▶ _Task objective_: Which lines of the data contain the string "after"? Copy every one of them.

Exercise inputs: Begin

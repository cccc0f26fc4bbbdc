// Licensed under the Apache-2.0 license

//! I2C master session driver.
//!
//! Turns the generic open/read/write/control interface of a device handle
//! into a configurable transaction engine on top of an
//! [`I2cBusController`]: plain transfers, register-addressed repeated-start
//! reads, command-sequence write-then-read exchanges and optional
//! reconfiguration of the bus before every transfer.

pub mod common;
pub mod config;
pub mod control;
pub mod dispatch;
pub mod error;
pub mod i2c_controller;
pub mod session;
pub mod traits;

pub use common::{
    BusSpeed, BusStatus, ClockDivider, DeviceOptions, DeviceOptionsBuilder, TransferFlags,
    TransferKind, BUFFER_SIZE_MAX, COMMAND_SEQUENCE_MAX,
};
pub use config::SessionConfig;
pub use control::{ControlRequest, RequestCode};
pub use dispatch::{Completion, ExecutionContext};
pub use error::SessionError;
pub use i2c_controller::{BusControl, FixedClock, HalBusController};
pub use session::{Session, SessionHandle, SessionManager};
pub use traits::{CallerBuffer, CallerBytes, CallerMemory, CopyFault, I2cBusController};
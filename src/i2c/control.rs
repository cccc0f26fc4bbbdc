// Licensed under the Apache-2.0 license

//! Control requests: the numbered configuration operations a caller issues
//! on an open handle, and their decoding from caller memory.
//!
//! Arguments are fetched through [`CallerMemory`] and decoded in native byte
//! order with `zerocopy`:
//!
//! | code | request | argument |
//! |------|---------|----------|
//! | 0 | set slave address | `u8` |
//! | 1 | set register address | `i8` |
//! | 2 | set baudrate | `i32` |
//! | 3 | set clock divider | `i32` |
//! | 4 | set command sequence | `command_sequence_size` bytes |
//! | 5 | set command sequence size | `u16` |
//! | 6 | set flags | `u8` |

use crate::common::Logger;
use crate::i2c::common::{CommandSequence, TransferFlags};
use crate::i2c::config::SessionConfig;
use crate::i2c::error::SessionError;
use crate::i2c::traits::{CallerMemory, I2cBusController};
use zerocopy::FromBytes;

/// Raw control request numbers.
#[derive(Copy, Clone, Debug, PartialEq, Eq)]
#[repr(u32)]
pub enum RequestCode {
    SetSlaveAddress = 0,
    SetRegisterAddress = 1,
    SetBaudrate = 2,
    SetClockDivider = 3,
    SetCommandSequence = 4,
    SetCommandSequenceSize = 5,
    SetFlags = 6,
}

impl RequestCode {
    /// Whether applying the request programs the bus.
    #[must_use]
    pub const fn touches_bus(self) -> bool {
        matches!(self, Self::SetSlaveAddress | Self::SetBaudrate | Self::SetClockDivider)
    }
}

impl TryFrom<u32> for RequestCode {
    type Error = SessionError;

    fn try_from(code: u32) -> Result<Self, Self::Error> {
        match code {
            0 => Ok(Self::SetSlaveAddress),
            1 => Ok(Self::SetRegisterAddress),
            2 => Ok(Self::SetBaudrate),
            3 => Ok(Self::SetClockDivider),
            4 => Ok(Self::SetCommandSequence),
            5 => Ok(Self::SetCommandSequenceSize),
            6 => Ok(Self::SetFlags),
            _ => Err(SessionError::UnsupportedRequest),
        }
    }
}

/// A decoded control request.
#[derive(Clone, Debug, PartialEq, Eq)]
pub enum ControlRequest {
    SetSlaveAddress(u8),
    SetRegisterAddress(i8),
    SetBaudrate(i32),
    SetClockDivider(i32),
    SetCommandSequence(CommandSequence),
    SetCommandSequenceSize(u16),
    SetFlags(TransferFlags),
}

impl ControlRequest {
    #[must_use]
    pub fn code(&self) -> RequestCode {
        match self {
            Self::SetSlaveAddress(_) => RequestCode::SetSlaveAddress,
            Self::SetRegisterAddress(_) => RequestCode::SetRegisterAddress,
            Self::SetBaudrate(_) => RequestCode::SetBaudrate,
            Self::SetClockDivider(_) => RequestCode::SetClockDivider,
            Self::SetCommandSequence(_) => RequestCode::SetCommandSequence,
            Self::SetCommandSequenceSize(_) => RequestCode::SetCommandSequenceSize,
            Self::SetFlags(_) => RequestCode::SetFlags,
        }
    }

    /// Decode request `code`, pulling its argument from `arg`.
    ///
    /// The command sequence is copied in with the size declared in
    /// `config`; nothing is copied if no size was declared.
    ///
    /// # Errors
    ///
    /// - `UnsupportedRequest` for an unknown code (no copy attempted)
    /// - `IoCopyFailure` if the argument cannot be fetched
    /// - `InvalidArgument` for flag bits outside the defined switches, or a
    ///   command sequence without a declared size
    pub fn decode<M, L>(
        code: u32,
        arg: &mut M,
        config: &SessionConfig,
        logger: &mut L,
    ) -> Result<Self, SessionError>
    where
        M: CallerMemory,
        L: Logger,
    {
        let code = RequestCode::try_from(code).map_err(|e| {
            logger.error(format_args!("unexpected request: {code}"));
            e
        })?;

        let request = match code {
            RequestCode::SetSlaveAddress => {
                Self::SetSlaveAddress(fetch::<u8, 1, _, _>(arg, logger)?)
            }
            RequestCode::SetRegisterAddress => {
                Self::SetRegisterAddress(fetch::<i8, 1, _, _>(arg, logger)?)
            }
            RequestCode::SetBaudrate => Self::SetBaudrate(fetch::<i32, 4, _, _>(arg, logger)?),
            RequestCode::SetClockDivider => {
                Self::SetClockDivider(fetch::<i32, 4, _, _>(arg, logger)?)
            }
            RequestCode::SetCommandSequenceSize => {
                Self::SetCommandSequenceSize(fetch::<u16, 2, _, _>(arg, logger)?)
            }
            RequestCode::SetFlags => {
                let raw = fetch::<u8, 1, _, _>(arg, logger)?;
                let flags = TransferFlags::from_bits(raw).ok_or_else(|| {
                    logger.error(format_args!("unexpected flags: {raw}"));
                    SessionError::InvalidArgument
                })?;
                Self::SetFlags(flags)
            }
            RequestCode::SetCommandSequence => {
                let size = usize::from(config.command_sequence_size());
                if size == 0 {
                    logger.error(format_args!("set the command sequence size first"));
                    return Err(SessionError::InvalidArgument);
                }
                let mut sequence = CommandSequence::new();
                sequence
                    .resize(size, 0)
                    .map_err(|()| SessionError::InvalidArgument)?;
                arg.copy_from_caller(&mut sequence).map_err(|e| {
                    logger.error(format_args!("can't retrieve command sequence from caller"));
                    SessionError::from(e)
                })?;
                Self::SetCommandSequence(sequence)
            }
        };
        Ok(request)
    }

    /// Run the matching setter on `config`.
    ///
    /// # Errors
    ///
    /// Whatever the setter reports; `config` is unchanged on error.
    pub fn apply<B, L>(
        &self,
        config: &mut SessionConfig,
        bus: &mut B,
        logger: &mut L,
    ) -> Result<(), SessionError>
    where
        B: I2cBusController,
        L: Logger,
    {
        match self {
            Self::SetSlaveAddress(address) => config.set_slave_address(*address, bus, logger),
            Self::SetRegisterAddress(register) => config.set_register_address(*register, logger),
            Self::SetBaudrate(rate) => config.set_baudrate(*rate, bus, logger),
            Self::SetClockDivider(divider) => config.set_clock_divider(*divider, bus, logger),
            Self::SetCommandSequence(sequence) => config.set_command_sequence(sequence, logger),
            Self::SetCommandSequenceSize(size) => config.set_command_sequence_size(*size, logger),
            Self::SetFlags(flags) => config.set_flags(*flags, logger),
        }
    }
}

fn fetch<T, const N: usize, M, L>(arg: &mut M, logger: &mut L) -> Result<T, SessionError>
where
    T: FromBytes,
    M: CallerMemory,
    L: Logger,
{
    let mut raw = [0u8; N];
    arg.copy_from_caller(&mut raw).map_err(|e| {
        logger.error(format_args!("can't retrieve argument from caller"));
        SessionError::from(e)
    })?;
    T::read_from_bytes(&raw).map_err(|_| SessionError::InvalidArgument)
}
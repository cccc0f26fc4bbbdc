// Licensed under the Apache-2.0 license

//! Session management for the I2C master device.
//!
//! Each open device handle owns one [`Session`]: a [`SessionConfig`] plus a
//! transmit and a receive buffer. The [`SessionManager`] owns the bus and a
//! fixed table of session slots, and routes control, read and write calls
//! to the session named by a [`SessionHandle`].
//!
//! # Examples
//!
//! ```rust,ignore
//! use i2c_session_ddk::common::NoOpLogger;
//! use i2c_session_ddk::i2c::{CallerBuffer, CallerBytes, DeviceOptions, ExecutionContext};
//! use i2c_session_ddk::i2c::SessionManager;
//!
//! let mut manager: SessionManager<_, _, 1> =
//!     SessionManager::new(bus, NoOpLogger, DeviceOptions::default())?;
//! let handle = manager.open(0)?;
//!
//! // Slave address 0x50, then read two bytes.
//! manager.control(&handle, ExecutionContext::NonRealTime, 0, &mut CallerBytes::new(&[0x50]))?;
//! let mut id = [0u8; 2];
//! manager.read(&handle, ExecutionContext::RealTime, &mut CallerBuffer::new(&mut id), 2)?;
//!
//! manager.close(handle)?;
//! let bus = manager.release();
//! ```

use crate::common::{Logger, NoOpLogger};
use crate::i2c::common::{BusStatus, ClockDivider, DeviceOptions, TransferBuffer, TransferFlags};
use crate::i2c::config::SessionConfig;
use crate::i2c::control::{ControlRequest, RequestCode};
use crate::i2c::dispatch::{BusState, Completion, ExecutionContext};
use crate::i2c::error::SessionError;
use crate::i2c::traits::{CallerMemory, I2cBusController};

/// State of one open device handle.
#[derive(Clone, Debug)]
pub struct Session {
    pub(crate) config: SessionConfig,
    pub(crate) transmit: TransferBuffer,
    pub(crate) receive: TransferBuffer,
}

impl Session {
    /// Fresh session: nothing configured except the clock divider and the
    /// flags.
    #[must_use]
    pub fn new(default_divider: ClockDivider, flags: TransferFlags) -> Self {
        Self {
            config: SessionConfig::new(default_divider, flags),
            transmit: TransferBuffer::new(),
            receive: TransferBuffer::new(),
        }
    }

    #[must_use]
    pub const fn config(&self) -> &SessionConfig {
        &self.config
    }

    pub fn config_mut(&mut self) -> &mut SessionConfig {
        &mut self.config
    }

    /// Decode and apply control request `code`.
    ///
    /// Configuration changes are not real-time safe; from the real-time
    /// context this only asks for a redispatch.
    ///
    /// # Errors
    ///
    /// See [`ControlRequest::decode`] and [`ControlRequest::apply`].
    pub fn control<B, L, M>(
        &mut self,
        bus: &mut B,
        logger: &mut L,
        context: ExecutionContext,
        code: u32,
        arg: &mut M,
    ) -> Result<Completion<()>, SessionError>
    where
        B: I2cBusController,
        L: Logger,
        M: CallerMemory,
    {
        if context.is_real_time() {
            return Ok(Completion::Redispatch);
        }
        let request = ControlRequest::decode(code, arg, &self.config, logger)?;
        request.apply(&mut self.config, bus, logger)?;
        Ok(Completion::Done(()))
    }
}
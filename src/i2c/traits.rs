// Licensed under the Apache-2.0 license

//! # Collaborator Traits
//!
//! The session driver sits between a caller holding an open device handle
//! and a lower-level I2C bus controller. It reaches both through the traits
//! defined here:
//!
//! - [`I2cBusController`]: issues the actual I2C transactions (slave
//!   address, clock, plain and repeated-start transfers).
//! - [`CallerMemory`]: the host framework's fallible copy primitive between
//!   caller-owned memory and driver buffers.
//!
//! ```text
//! caller ──► SessionManager ──► Session ──► I2cBusController
//!                 ▲                 │
//!                 └── CallerMemory ◄┘
//! ```
//!
//! The bus is a single physical resource. The session manager owns the bus
//! value, so every transaction goes through one `&mut` borrow and access is
//! serialized by construction.

use crate::i2c::common::{ClockDivider, TransferKind};
use fugit::HertzU32;

/// Lower-level I2C bus controller.
///
/// All operations are synchronous and must complete in bounded time. The
/// slave address used by the transfer methods is the one last programmed
/// with [`set_slave_address`](Self::set_slave_address).
///
/// # Examples
///
/// ```rust,ignore
/// use i2c_session_ddk::i2c::I2cBusController;
///
/// fn read_id<B: I2cBusController>(bus: &mut B) -> Result<[u8; 2], B::Error> {
///     let mut id = [0u8; 2];
///     bus.set_slave_address(0x50)?;
///     bus.read_register_rs(0x0f, &mut id)?;
///     Ok(id)
/// }
/// ```
pub trait I2cBusController {
    /// Hardware-specific error type that implements embedded-hal error traits
    type Error: embedded_hal::i2c::Error + core::fmt::Debug;

    /// Claim the bus pins and enable the controller.
    ///
    /// # Errors
    ///
    /// Returns an error if the controller cannot be brought up.
    fn begin(&mut self) -> Result<(), Self::Error>;

    /// Release the bus pins.
    fn end(&mut self);

    /// Program the slave address used by subsequent transfers.
    ///
    /// # Errors
    ///
    /// Returns an error if the controller rejects the address.
    fn set_slave_address(&mut self, address: u8) -> Result<(), Self::Error>;

    /// Select the bus clock by divider.
    ///
    /// # Errors
    ///
    /// Returns an error if the controller cannot apply the divider.
    fn set_clock_divider(&mut self, divider: ClockDivider) -> Result<(), Self::Error>;

    /// Select the bus clock by rate.
    ///
    /// # Errors
    ///
    /// Returns an error if the rate cannot be derived from the core clock.
    fn set_baudrate(&mut self, rate: HertzU32) -> Result<(), Self::Error>;

    /// Plain read filling `buffer`.
    ///
    /// # Errors
    ///
    /// Returns an error on NACK, bus fault or short transfer.
    fn read(&mut self, buffer: &mut [u8]) -> Result<(), Self::Error>;

    /// Write `register`, then read into `buffer` after a repeated start.
    ///
    /// # Errors
    ///
    /// Returns an error on NACK, bus fault or short transfer in either phase.
    fn read_register_rs(&mut self, register: u8, buffer: &mut [u8]) -> Result<(), Self::Error>;

    /// Plain write of `bytes`.
    ///
    /// # Errors
    ///
    /// Returns an error on NACK, bus fault or short transfer.
    fn write(&mut self, bytes: &[u8]) -> Result<(), Self::Error>;

    /// Write `commands`, then read into `buffer` after a repeated start.
    ///
    /// # Errors
    ///
    /// Returns an error on NACK, bus fault or short transfer in either phase.
    fn write_read_rs(&mut self, commands: &[u8], buffer: &mut [u8]) -> Result<(), Self::Error>;

    /// Whether a transfer of `len` bytes completes within the guarantees of
    /// the real-time context.
    ///
    /// Returning `false` makes the session ask its caller to re-issue the
    /// request from the non-real-time context.
    fn bounded_time(&self, _kind: TransferKind, _len: usize) -> bool {
        true
    }
}

impl<B: I2cBusController + ?Sized> I2cBusController for &mut B {
    type Error = B::Error;

    fn begin(&mut self) -> Result<(), Self::Error> {
        (**self).begin()
    }

    fn end(&mut self) {
        (**self).end();
    }

    fn set_slave_address(&mut self, address: u8) -> Result<(), Self::Error> {
        (**self).set_slave_address(address)
    }

    fn set_clock_divider(&mut self, divider: ClockDivider) -> Result<(), Self::Error> {
        (**self).set_clock_divider(divider)
    }

    fn set_baudrate(&mut self, rate: HertzU32) -> Result<(), Self::Error> {
        (**self).set_baudrate(rate)
    }

    fn read(&mut self, buffer: &mut [u8]) -> Result<(), Self::Error> {
        (**self).read(buffer)
    }

    fn read_register_rs(&mut self, register: u8, buffer: &mut [u8]) -> Result<(), Self::Error> {
        (**self).read_register_rs(register, buffer)
    }

    fn write(&mut self, bytes: &[u8]) -> Result<(), Self::Error> {
        (**self).write(bytes)
    }

    fn write_read_rs(&mut self, commands: &[u8], buffer: &mut [u8]) -> Result<(), Self::Error> {
        (**self).write_read_rs(commands, buffer)
    }

    fn bounded_time(&self, kind: TransferKind, len: usize) -> bool {
        (**self).bounded_time(kind, len)
    }
}

/// A copy between caller memory and driver memory failed.
#[derive(Copy, Clone, Debug, PartialEq, Eq)]
pub struct CopyFault;

/// Fallible access to memory owned by the caller of a device handle.
///
/// Mirrors the host framework's safe user-copy primitives: each call copies
/// the whole requested range or fails without a usable partial result.
pub trait CallerMemory {
    /// Fill `dest` from the start of the caller's memory.
    ///
    /// # Errors
    ///
    /// Returns [`CopyFault`] if the caller's memory cannot supply
    /// `dest.len()` bytes.
    fn copy_from_caller(&mut self, dest: &mut [u8]) -> Result<(), CopyFault>;

    /// Store `src` at the start of the caller's memory.
    ///
    /// # Errors
    ///
    /// Returns [`CopyFault`] if the caller's memory cannot take
    /// `src.len()` bytes or is not writable.
    fn copy_to_caller(&mut self, src: &[u8]) -> Result<(), CopyFault>;
}

impl<M: CallerMemory + ?Sized> CallerMemory for &mut M {
    fn copy_from_caller(&mut self, dest: &mut [u8]) -> Result<(), CopyFault> {
        (**self).copy_from_caller(dest)
    }

    fn copy_to_caller(&mut self, src: &[u8]) -> Result<(), CopyFault> {
        (**self).copy_to_caller(src)
    }
}

/// Writable caller buffer backed by a slice.
pub struct CallerBuffer<'a> {
    bytes: &'a mut [u8],
}

impl<'a> CallerBuffer<'a> {
    pub fn new(bytes: &'a mut [u8]) -> Self {
        Self { bytes }
    }
}

impl CallerMemory for CallerBuffer<'_> {
    fn copy_from_caller(&mut self, dest: &mut [u8]) -> Result<(), CopyFault> {
        let src = self.bytes.get(..dest.len()).ok_or(CopyFault)?;
        dest.copy_from_slice(src);
        Ok(())
    }

    fn copy_to_caller(&mut self, src: &[u8]) -> Result<(), CopyFault> {
        let dest = self.bytes.get_mut(..src.len()).ok_or(CopyFault)?;
        dest.copy_from_slice(src);
        Ok(())
    }
}

/// Read-only caller buffer, typically a control request argument.
pub struct CallerBytes<'a> {
    bytes: &'a [u8],
}

impl<'a> CallerBytes<'a> {
    pub fn new(bytes: &'a [u8]) -> Self {
        Self { bytes }
    }
}

impl CallerMemory for CallerBytes<'_> {
    fn copy_from_caller(&mut self, dest: &mut [u8]) -> Result<(), CopyFault> {
        let src = self.bytes.get(..dest.len()).ok_or(CopyFault)?;
        dest.copy_from_slice(src);
        Ok(())
    }

    fn copy_to_caller(&mut self, _src: &[u8]) -> Result<(), CopyFault> {
        Err(CopyFault)
    }
}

Exercise inputs: End

▶ _Reply to the task_:
    /// Write `register`, then read into `buffer` after a repeated start.
    /// Write `commands`, then read into `buffer` after a repeated start.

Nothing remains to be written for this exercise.